Acid-triggered release via dePEGylation of DOPE liposomes containing acid-labile vinyl ether PEG–lipids
Introduction
The intrinsic low pH within endosomal and ischemic tissue environments has motivated the development of several different triggering approaches employing either cosurfactant-stabilized dioleoylphosphatidyl ethanolamine (DOPE) [1], [2], [3], polymers [4], [5], [6], [7], or viral fusion proteins [8], [9] as an acid-sensitive switch for targeted drug delivery. Cosurfactant-stabilized DOPE systems have been the most widely studied because of their excellent fusogenic potential [10], however, a lack of serum stability greatly limits their potential application in vivo. Incorporation of a sterically-stabilizing polyethylene glycol (PEG) coating improves their serum stability, however, this is achieved at the expense of diminished delivery efficiency and fusogenic capacity [2]. These limitations have stimulated the search for triggering strategies in which the latent DOPE fusogenicity is restored upon dePEGylation.

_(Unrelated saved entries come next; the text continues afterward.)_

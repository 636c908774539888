//! Command execution logic.

use anyhow::Result;

use super::args::{GraphArgs, IssuesArgs, MetricsArgs, ReposArgs};
use crate::aggregate::IssueFilter;
use crate::app::App;
use crate::output::{self, OutputMode};
use crate::source::LoadReport;
use crate::views::{IssuesView, MetricsView, RepositoriesView, graph_view};

async fn load(app: &App, output_mode: OutputMode) -> Result<LoadReport> {
    let report = app.load().await?;
    output::print_skipped(&report.skipped, output_mode)?;
    Ok(report)
}

/// Execute the repos command
pub async fn execute_repos(app: &App, _args: &ReposArgs, output_mode: OutputMode) -> Result<()> {
    let report = load(app, output_mode).await?;
    output::print_repositories(&RepositoriesView::new(&report.data), output_mode)?;
    Ok(())
}

/// Execute the issues command
pub async fn execute_issues(app: &App, args: &IssuesArgs, output_mode: OutputMode) -> Result<()> {
    let report = load(app, output_mode).await?;
    let filter = issue_filter(args);
    output::print_issues(&IssuesView::new(&report.data, &filter), output_mode)?;
    Ok(())
}

/// Execute the graph command
pub async fn execute_graph(app: &App, args: &GraphArgs, output_mode: OutputMode) -> Result<()> {
    let report = load(app, output_mode).await?;
    let graph = graph_view(&report.data, args.repo.as_deref());
    output::print_graph(&graph, output_mode)?;
    Ok(())
}

/// Execute the metrics command
pub async fn execute_metrics(
    app: &App,
    _args: &MetricsArgs,
    output_mode: OutputMode,
) -> Result<()> {
    let report = load(app, output_mode).await?;
    output::print_metrics(&MetricsView::new(&report.data), output_mode)?;
    Ok(())
}

pub(crate) fn issue_filter(args: &IssuesArgs) -> IssueFilter {
    IssueFilter {
        status: args.status.map(|s| s.to_string()),
        priority: args.priority.clone(),
        repo: args.repo.clone(),
        ready: args.ready,
    }
}
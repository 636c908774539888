//! Ready-to-work detection.
//!
//! An issue is ready when it is open and none of its `blocks` dependencies
//! points at an unfinished issue in the same input set.
//!
//! # Scope
//!
//! - Only `blocks` edges matter. `related`, `parent-child` and
//!   `discovered-from` never block.
//! - A blocker that is not in the input set does not block. Dependencies on
//!   other repositories or on deleted issues therefore never hold work back.
//! - The check is one hop. A blocker's own blockers are not followed; its
//!   status is trusted to reflect them.

use crate::domain::{Issue, IssueId, IssueStatus};
use std::collections::{HashMap, HashSet};

/// Return the ready subset of `issues`, in input order.
#[must_use]
pub fn ready_issues(issues: &[Issue]) -> Vec<&Issue> {
    let by_id: HashMap<&IssueId, &Issue> = issues.iter().map(|issue| (&issue.id, issue)).collect();

    issues
        .iter()
        .filter(|issue| is_ready(issue, &by_id))
        .collect()
}

/// IDs of the ready subset of `issues`.
#[must_use]
pub fn ready_ids(issues: &[Issue]) -> HashSet<&IssueId> {
    ready_issues(issues).into_iter().map(|issue| &issue.id).collect()
}

fn is_ready(issue: &Issue, by_id: &HashMap<&IssueId, &Issue>) -> bool {
    if issue.status != IssueStatus::Open {
        return false;
    }

    issue.blocking_dependencies().all(|dep| {
        by_id
            .get(&dep.depends_on_id)
            .is_none_or(|blocker| blocker.status == IssueStatus::Closed)
    })
}
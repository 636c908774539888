//! CLI value enums and domain type conversions.

use clap::ValueEnum;

use crate::domain::IssueStatus;

/// Issue status for CLI arguments
#[derive(ValueEnum, Debug, Clone, Copy, PartialEq, Eq)]
pub enum IssueStatusArg {
    /// Not started
    Open,
    /// Currently being worked on
    #[value(name = "in_progress", alias = "in-progress")]
    InProgress,
    /// Waiting on something outside the tracker
    Blocked,
    /// Completed
    Closed,
}

impl From<IssueStatusArg> for IssueStatus {
    fn from(arg: IssueStatusArg) -> Self {
        match arg {
            IssueStatusArg::Open => Self::Open,
            IssueStatusArg::InProgress => Self::InProgress,
            IssueStatusArg::Blocked => Self::Blocked,
            IssueStatusArg::Closed => Self::Closed,
        }
    }
}

impl std::fmt::Display for IssueStatusArg {
    fn fmt(&self, f: &mut std::fmt::Formatter<'_>) -> std::fmt::Result {
        f.write_str(IssueStatus::from(*self).as_str())
    }
}
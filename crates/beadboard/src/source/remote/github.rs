//! GitHub REST implementation of [`ContentApi`].

use super::{ContentApi, RemoteRepository};
use crate::config::{DEFAULT_API_URL, MAX_PER_PAGE, RemoteConfig};
use crate::error::{Error, Result};
use async_trait::async_trait;
use base64::Engine;
use base64::engine::general_purpose::STANDARD;
use reqwest::header::ACCEPT;
use reqwest::{RequestBuilder, Response, StatusCode};
use serde::Deserialize;
use std::fmt;
use tracing::debug;

const API_VERSION_HEADER: &str = "X-GitHub-Api-Version";
const API_VERSION: &str = "2022-11-28";
const JSON_MEDIA_TYPE: &str = "application/vnd.github+json";
const RATE_LIMIT_REMAINING_HEADER: &str = "x-ratelimit-remaining";

/// An opaque API credential. Never printed.
#[derive(Clone, PartialEq, Eq)]
pub struct AccessToken(String);

impl AccessToken {
    /// Wrap a credential.
    ///
    /// # Errors
    ///
    /// Returns [`Error::Unauthorized`] if the credential is blank.
    pub fn new(token: impl Into<String>) -> Result<Self> {
        let token = token.into();
        if token.trim().is_empty() {
            return Err(Error::Unauthorized("no usable access token".to_string()));
        }
        Ok(Self(token))
    }

    fn expose(&self) -> &str {
        &self.0
    }
}

impl fmt::Debug for AccessToken {
    fn fmt(&self, f: &mut fmt::Formatter<'_>) -> fmt::Result {
        f.write_str("AccessToken(<redacted>)")
    }
}

/// Client for the GitHub repository and contents endpoints.
#[derive(Debug, Clone)]
pub struct GitHubClient {
    http: reqwest::Client,
    base_url: String,
    token: AccessToken,
    per_page: u32,
}

impl GitHubClient {
    /// Create a client against the public GitHub API.
    ///
    /// # Errors
    ///
    /// Returns [`Error::Http`] if the HTTP client cannot be constructed.
    pub fn new(token: AccessToken) -> Result<Self> {
        let http = reqwest::Client::builder()
            .user_agent(concat!("beadboard/", env!("CARGO_PKG_VERSION")))
            .build()?;
        Ok(Self {
            http,
            base_url: DEFAULT_API_URL.to_string(),
            token,
            per_page: MAX_PER_PAGE,
        })
    }

    /// Create a client from remote configuration.
    ///
    /// # Errors
    ///
    /// Returns [`Error::Http`] if the HTTP client cannot be constructed.
    pub fn from_config(token: AccessToken, config: &RemoteConfig) -> Result<Self> {
        Ok(Self::new(token)?
            .with_base_url(&config.api_url)
            .with_per_page(config.effective_per_page()))
    }

    /// Point the client at a different API root (GitHub Enterprise, test servers).
    #[must_use]
    pub fn with_base_url(mut self, base_url: &str) -> Self {
        self.base_url = base_url.trim_end_matches('/').to_string();
        self
    }

    /// Set the enumeration page size, capped at the API maximum.
    #[must_use]
    pub fn with_per_page(mut self, per_page: u32) -> Self {
        self.per_page = per_page.clamp(1, MAX_PER_PAGE);
        self
    }

    fn get(&self, url: &str) -> RequestBuilder {
        self.http
            .get(url)
            .bearer_auth(self.token.expose())
            .header(ACCEPT, JSON_MEDIA_TYPE)
            .header(API_VERSION_HEADER, API_VERSION)
    }

    async fn get_contents(
        &self,
        repo: &RemoteRepository,
        path: &str,
    ) -> Result<Option<ContentsPayload>> {
        let url = format!(
            "{}/repos/{}/{}/contents/{path}",
            self.base_url, repo.owner, repo.name
        );
        let response = self.get(&url).send().await?;
        if response.status() == StatusCode::NOT_FOUND {
            return Ok(None);
        }
        let response = ensure_success(response, &url)?;
        Ok(Some(response.json().await?))
    }

    async fn fetch_raw(&self, url: &str) -> Result<String> {
        let response = ensure_success(self.get(url).send().await?, url)?;
        let bytes = response.bytes().await?;
        String::from_utf8(bytes.to_vec())
            .map_err(|_| Error::Remote(format!("{url} is not valid UTF-8")))
    }
}

#[async_trait]
impl ContentApi for GitHubClient {
    async fn list_repositories(&self) -> Result<Vec<RemoteRepository>> {
        let url = format!("{}/user/repos", self.base_url);
        let per_page = self.per_page.to_string();
        let mut repositories = Vec::new();
        let mut page: u32 = 1;

        loop {
            let response = self
                .get(&url)
                .query(&[
                    ("per_page", per_page.as_str()),
                    ("sort", "updated"),
                    ("direction", "desc"),
                    ("page", page.to_string().as_str()),
                ])
                .send()
                .await?;

            let status = response.status();
            if is_rate_limited(&response) {
                return Err(Error::Remote(format!(
                    "repository listing rate limited with {status}"
                )));
            }
            if status == StatusCode::UNAUTHORIZED || status == StatusCode::FORBIDDEN {
                return Err(Error::Unauthorized(format!(
                    "repository listing rejected with {status}"
                )));
            }
            let batch: Vec<RepositoryPayload> = ensure_success(response, &url)?.json().await?;
            let batch_len = batch.len();
            debug!(page, count = batch_len, "Fetched repository page");

            repositories.extend(batch.into_iter().map(RemoteRepository::from));
            if batch_len < self.per_page as usize {
                break;
            }
            page += 1;
        }

        Ok(repositories)
    }

    async fn list_directory(
        &self,
        repo: &RemoteRepository,
        path: &str,
    ) -> Result<Option<Vec<String>>> {
        match self.get_contents(repo, path).await? {
            Some(ContentsPayload::Directory(entries)) => {
                Ok(Some(entries.into_iter().map(|e| e.name).collect()))
            }
            Some(ContentsPayload::File(_)) | None => Ok(None),
        }
    }

    async fn fetch_text(&self, repo: &RemoteRepository, path: &str) -> Result<Option<String>> {
        match self.get_contents(repo, path).await? {
            None => Ok(None),
            Some(ContentsPayload::Directory(_)) => Err(Error::Remote(format!(
                "{path} in {} is a directory",
                repo.full_name()
            ))),
            Some(ContentsPayload::File(file)) => match file.encoding.as_deref() {
                Some("base64") => decode_base64_content(&file.content).map(Some),
                _ => match file.download_url {
                    // Files too large to inline come back without content.
                    Some(url) => self.fetch_raw(&url).await.map(Some),
                    None => Err(Error::Remote(format!(
                        "{path} in {} has no retrievable content",
                        repo.full_name()
                    ))),
                },
            },
        }
    }
}

/// A 403 or 429 that reports an exhausted rate-limit window.
fn is_rate_limited(response: &Response) -> bool {
    let status = response.status();
    if status != StatusCode::FORBIDDEN && status != StatusCode::TOO_MANY_REQUESTS {
        return false;
    }
    response
        .headers()
        .get(RATE_LIMIT_REMAINING_HEADER)
        .and_then(|value| value.to_str().ok())
        .is_some_and(|remaining| remaining.trim() == "0")
}

fn ensure_success(response: Response, url: &str) -> Result<Response> {
    let status = response.status();
    if status.is_success() {
        Ok(response)
    } else {
        Err(Error::Remote(format!("GET {url} returned {status}")))
    }
}

/// Decode a contents-API payload. The API wraps base64 at 60 columns.
pub(crate) fn decode_base64_content(content: &str) -> Result<String> {
    let compact: String = content.chars().filter(|c| !c.is_ascii_whitespace()).collect();
    let bytes = STANDARD
        .decode(compact)
        .map_err(|e| Error::Remote(format!("invalid base64 content: {e}")))?;
    String::from_utf8(bytes).map_err(|_| Error::Remote("content is not valid UTF-8".to_string()))
}

#[derive(Debug, Deserialize)]
struct RepositoryPayload {
    name: String,
    html_url: String,
    owner: OwnerPayload,
}

#[derive(Debug, Deserialize)]
struct OwnerPayload {
    login: String,
}

impl From<RepositoryPayload> for RemoteRepository {
    fn from(payload: RepositoryPayload) -> Self {
        Self {
            owner: payload.owner.login,
            name: payload.name,
            html_url: payload.html_url,
        }
    }
}

/// The contents endpoint answers with an array for directories and an object for files.
#[derive(Debug, Deserialize)]
#[serde(untagged)]
enum ContentsPayload {
    Directory(Vec<EntryPayload>),
    File(FilePayload),
}

#[derive(Debug, Deserialize)]
struct EntryPayload {
    name: String,
}

#[derive(Debug, Deserialize)]
struct FilePayload {
    #[serde(default)]
    content: String,
    #[serde(default)]
    encoding: Option<String>,
    #[serde(default)]
    download_url: Option<String>,
}

#[cfg(test)]
mod tests {
    use super::*;

    #[test]
    fn blank_token_is_unauthorized() {
        assert!(matches!(AccessToken::new("  "), Err(Error::Unauthorized(_))));
    }

    #[test]
    fn token_debug_is_redacted() {
        let token = AccessToken::new("ghp_secret").unwrap();
        assert!(!format!("{token:?}").contains("secret"));
    }

    #[test]
    fn decodes_wrapped_base64() {
        // "{\"a\":1}\n" split across lines the way the API returns it
        let decoded = decode_base64_content("eyJhIjox\nfQo=\n").unwrap();
        assert_eq!(decoded, "{\"a\":1}\n");
    }

    #[test]
    fn rejects_invalid_base64() {
        assert!(matches!(
            decode_base64_content("!!!not base64"),
            Err(Error::Remote(_))
        ));
    }

    #[test]
    fn rejects_non_utf8_payload() {
        // 0xff 0xfe
        assert!(matches!(decode_base64_content("//4="), Err(Error::Remote(_))));
    }

    #[test]
    fn contents_payload_distinguishes_files_and_directories() {
        let dir: ContentsPayload =
            serde_json::from_str(r#"[{"name":"issues.jsonl","type":"file"}]"#).unwrap();
        let file: ContentsPayload =
            serde_json::from_str(r#"{"name":"issues.jsonl","content":"","encoding":"base64"}"#)
                .unwrap();

        assert!(matches!(dir, ContentsPayload::Directory(ref e) if e[0].name == "issues.jsonl"));
        assert!(matches!(file, ContentsPayload::File(_)));
    }

    #[test]
    fn per_page_is_capped() {
        let client = GitHubClient::new(AccessToken::new("t").unwrap())
            .unwrap()
            .with_per_page(1000)
            .with_base_url("http://localhost:1/");

        assert_eq!(client.per_page, MAX_PER_PAGE);
        assert_eq!(client.base_url, "http://localhost:1");
    }
}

Efficient targeting of drugs to the cytoplasm of folate-receptor positive cells via receptor-mediated endocytosis has been previously demonstrated by Thompson and co-workers [11], [12] using folic acid-modified, acid-sensitive diplasmalogen (DPPlsC) liposomes. This system operates via acid-catalyzed hydrolysis of the DPPlsC vinyl ether bonds at endosomal pH values, resulting in a lamellar-to-micellar phase transition (Lα–HI; Fig. 1) that significantly enhances liposomal contents release into the cytoplasm of the target cells. Unlike most pH-sensitive liposome formulations [13], DPPlsC liposomes demonstrate good plasma stability at 37 °C, however, their practical utility has been limited by their slow reaction kinetics and the difficulties encountered in the previously reported syntheses of the (Z)-vinyl ether linkages found in the naturally-occurring forms of diplasmalogen lipids.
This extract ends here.